Paul Tucker of Bank of England thinks so. In his recent speech :

The basic question is whether the authorities could lean against credit-fuelled booms by tightening capital or liquidity requirements for lenders or, as some economists have advocated, by raising the amount of collateral that borrowers have to put up.  In principle, this could be aimed at aggregate or sectoral credit conditions, and it could have a goal of making our banks more resilient. It would need to be pursued by executive agencies under clear mandates from legislators, and it would benefit greatly from  transparency.

A painful lesson for the Bank of England is that our warnings of ‘underpriced risk’ and system-wide fragilities in our Financial Stability Reports were perhaps admired by some but made no difference. And, alongside our domestic and international peers, we are not in this for plaudits! People – the markets, firms, households – take notice of our Inflation Report, MPC minutes and speeches on monetary policy not, essentially, because they might sometimes be interesting or well done, but for the simple reason that the MPC is the body that sets sterling interest rates in the real world. If the authorities were able to deploy credible macroprudential tools, their stability warnings would probably be taken more seriously in future, because they would be able to follow up words with actions.

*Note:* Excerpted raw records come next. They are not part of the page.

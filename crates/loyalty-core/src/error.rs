//! # Error Types
//!
//! Domain-specific error types for loyalty-core.
//!
//! ```text
//! ValidationError ──► CoreError ──────┐
//!                                     ├──► CheckoutError (loyalty-checkout)
//! DbError (loyalty-db) ─► StoreError ─┘        kind + code + message
//! ```
//!
//! `CoreError` and `ValidationError` describe something the user can fix.
//! `StoreError` is whatever a collaborator reports; the checkout engine
//! never shows its text to the user.

use thiserror::Error;

use crate::coupon::CouponRejection;
use crate::points::Points;

// =============================================================================
// Core Error
// =============================================================================

/// A checkout rule refused the request.
#[derive(Debug, Error)]
pub enum CoreError {
    /// Redemption attempted with nothing in the cart.
    #[error("Cart is empty")]
    EmptyCart,

    /// The user's balance does not cover the computed total.
    ///
    /// ## User Workflow
    /// ```text
    /// Cart subtotal 500, FIXED50 applied
    ///      │
    ///      ▼
    /// total = 450, balance = 400
    ///      │
    ///      ▼
    /// InsufficientPoints { available: 400, required: 450 }
    ///      │
    ///      ▼
    /// Cart and coupon stay as they were so the user can adjust
    /// ```
    #[error("Insufficient points: available {available}, required {required}")]
    InsufficientPoints { available: Points, required: Points },

    /// The coupon code failed one of the eligibility predicates.
    #[error("Coupon rejected: {0}")]
    CouponRejected(#[from] CouponRejection),

    /// One or more card top-up fields were left blank.
    #[error("Missing required fields: {}", fields.join(", "))]
    MissingFields { fields: Vec<String> },

    /// The requested top-up amount is not a positive whole number.
    #[error("Invalid point amount: '{input}'")]
    InvalidAmount { input: String },

    /// Adding a new line would exceed the configured number of lines.
    #[error("The cart already holds the maximum of {max} products")]
    CartTooLarge { max: usize },

    /// A line would go above the per-product quantity limit.
    #[error("At most {max} units per product, {requested} requested")]
    QuantityTooLarge { requested: i64, max: i64 },

    /// The line total or cart subtotal would not fit in a point amount.
    #[error("Cart total is too large")]
    AmountOverflow,

    /// Tried to change a line that is not in the cart.
    #[error("Product {0} is not in the cart")]
    ProductNotInCart(String),

    #[error("Invalid input: {0}")]
    Validation(#[from] ValidationError),
}

// =============================================================================
// Validation Error
// =============================================================================

/// A single field failed a shape check (see [`crate::validation`]).
#[derive(Debug, Error)]
pub enum ValidationError {
    #[error("{field} cannot be blank")]
    Required { field: String },

    /// Length in characters, not bytes.
    #[error("{field} is longer than {max} characters")]
    TooLong { field: String, max: usize },

    #[error("{field} must be in {min}..={max}")]
    OutOfRange { field: String, min: i64, max: i64 },

    #[error("{field} must be greater than zero")]
    MustBePositive { field: String },

    #[error("{field} is malformed: {reason}")]
    InvalidFormat { field: String, reason: String },
}

// =============================================================================
// Store Error
// =============================================================================

/// Errors reported by a persistence collaborator.
///
/// The checkout engine treats every variant the same way: the operation is
/// not committed and the user sees a generic failure. The variants exist so
/// logs say what actually went wrong.
#[derive(Debug, Error)]
pub enum StoreError {
    /// The backing store could not be reached or rejected the call.
    #[error("Store unavailable: {0}")]
    Unavailable(String),

    /// The referenced entity does not exist.
    #[error("{entity} not found: {id}")]
    NotFound { entity: String, id: String },

    /// Stored data could not be decoded into a domain type.
    #[error("Corrupt record: {0}")]
    Corrupt(String),
}

impl StoreError {
    pub fn not_found(entity: impl Into<String>, id: impl Into<String>) -> Self {
        StoreError::NotFound {
            entity: entity.into(),
            id: id.into(),
        }
    }
}

// =============================================================================
// Result Type Aliases
// =============================================================================

pub type CoreResult<T> = Result<T, CoreError>;

/// Result type returned by every collaborator call.
pub type StoreResult<T> = Result<T, StoreError>;

// =============================================================================
// Unit Tests
// =============================================================================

Monetary policymakers would need to be attentive to the use of such instruments, as they would affect credit conditions. Such instruments would also help to underpin the consensus that monetary policy should focus on the path of nominal demand at the aggregate level, with macroprudential policy seeking to address over exuberance in particular sectors or in credit markets generally and the resilience of the banking system.

Hmm. that is a nice way of putting up the problem and solution. Macroprudential tools would act like a signalling device that C-Bank is serious about the fin stabilty reports.

2 Responses to “Would adoption of macroprudential tools make central banks look serious?”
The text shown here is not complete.